DJBC Jatim Raup Rp46,43 Triliun hingga April 2026, Didominasi Sektor Cukai
Surabaya, Nawacita.co – Kinerja penerimaan Direktorat Jenderal Bea dan Cukai (DJBC) Jawa Timur hingga April 2026 menunjukkan tren positif. Kantor Wilayah DJBC Jawa Timur I dan II berhasil mengumpulkan penerimaan sebesar Rp46,43 triliun atau 30,97 persen dari target tahunan Rp151 triliun.
Kepala Kanwil DJBC Jatim I, Rusman, mengatakan capaian tersebut tumbuh 4,03 persen dibandingkan periode yang sama tahun 2025.
“Kontributor terbesar masih berasal dari sektor cukai, terutama hasil tembakau,” ujar Rusman, Jumat (29/5/2026).
Dari total penerimaan itu, sektor cukai menyumbang Rp44,51 triliun atau 30,75 persen dari target APBN 2026. Sementara penerimaan bea masuk mencapai Rp2,16 triliun atau 35,70 persen dari target tahunan, tumbuh 14,29 persen dibandingkan tahun lalu.
Baca Juga: Bayang-Bayang Inflasi Global Mulai Menekan Jatim
Peningkatan penerimaan bea masuk didorong naiknya volume impor serta pengaruh kurs rupiah terhadap nilai pungutan impor.

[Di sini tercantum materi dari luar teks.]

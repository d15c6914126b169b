//! Content fetchers
//!
//! A [`MediaFetcher`] turns one content request into a flat list of
//! [`MediaItem`]s. Failures are reported as [`FetchError`] and are never
//! fatal: callers fall back to an empty or stale listing.

use crate::catalog::MediaItem;
use crate::paging::{PageWindow, VIDEO_PAGE_SIZE};
use async_trait::async_trait;
use sanity_client::{ContentError, SanityClient};
use thiserror::Error;

/// Fetch errors
#[derive(Debug, Clone, Error, PartialEq, Eq)]
pub enum FetchError {
    /// The request did not complete or was rejected
    #[error("Content request failed: {0}")]
    Request(String),

    /// The response arrived but could not be decoded
    #[error("Malformed content: {0}")]
    Malformed(String),
}

impl From<ContentError> for FetchError {
    fn from(err: ContentError) -> Self {
        if err.is_decode_error() {
            FetchError::Malformed(err.message().to_string())
        } else {
            FetchError::Request(err.to_string())
        }
    }
}

/// Result type for fetch operations
pub type Result<T> = std::result::Result<T, FetchError>;

/// Source of media items
#[cfg_attr(test, mockall::automock)]
#[async_trait]
pub trait MediaFetcher: Send + Sync {
    /// Fetch items, optionally restricted to a window of the listing
    async fn fetch(&self, window: Option<PageWindow>) -> Result<Vec<MediaItem>>;
}

/// Loads every photo; windows are ignored
#[derive(Debug, Clone)]
pub struct PhotoFetcher {
    client: SanityClient,
}

impl PhotoFetcher {
    /// Create a photo fetcher
    pub fn new(client: SanityClient) -> Self {
        Self { client }
    }
}

#[async_trait]
impl MediaFetcher for PhotoFetcher {
    async fn fetch(&self, _window: Option<PageWindow>) -> Result<Vec<MediaItem>> {
        let docs = self.client.photos().await.map_err(|e| {
            tracing::warn!("Failed to fetch photos: {}", e);
            FetchError::from(e)
        })?;
        Ok(docs.into_iter().map(MediaItem::from).collect())
    }
}

/// Loads deep-linkable videos one window at a time
#[derive(Debug, Clone)]
pub struct VideoFetcher {
    client: SanityClient,
}

impl VideoFetcher {
    /// Create a video fetcher
    pub fn new(client: SanityClient) -> Self {
        Self { client }
    }
}

#[async_trait]
impl MediaFetcher for VideoFetcher {
    async fn fetch(&self, window: Option<PageWindow>) -> Result<Vec<MediaItem>> {
        let window = window.unwrap_or_else(|| PageWindow::new(0, VIDEO_PAGE_SIZE));
        let docs = self
            .client
            .videos_page(window.start, window.len)
            .await
            .map_err(|e| {
                tracing::warn!(start = window.start, "Failed to fetch videos: {}", e);
                FetchError::from(e)
            })?;
        Ok(docs.into_iter().map(MediaItem::from).collect())
    }
}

Di sisi lain, penerimaan bea keluar tercatat Rp158 miliar atau 42,1 persen dari target tahunan. Namun angka tersebut mengalami penurunan dibandingkan 2025 akibat turunnya harga crude palm oil (CPO) dunia dan melemahnya volume ekspor kakao.
Tak hanya fokus pada penerimaan negara, DJBC Jatim juga memperkuat fungsi pengawasan. Hingga April 2026, tercatat 801 penindakan di bidang kepabeanan dan cukai dengan nilai barang hasil penindakan mencapai Rp1,2 triliun.
Penindakan didominasi kasus rokok ilegal. Bea Cukai berhasil melakukan lebih dari 400 penindakan dengan total sitaan mencapai 123,5 juta batang rokok ilegal senilai sekitar Rp183,6 miliar.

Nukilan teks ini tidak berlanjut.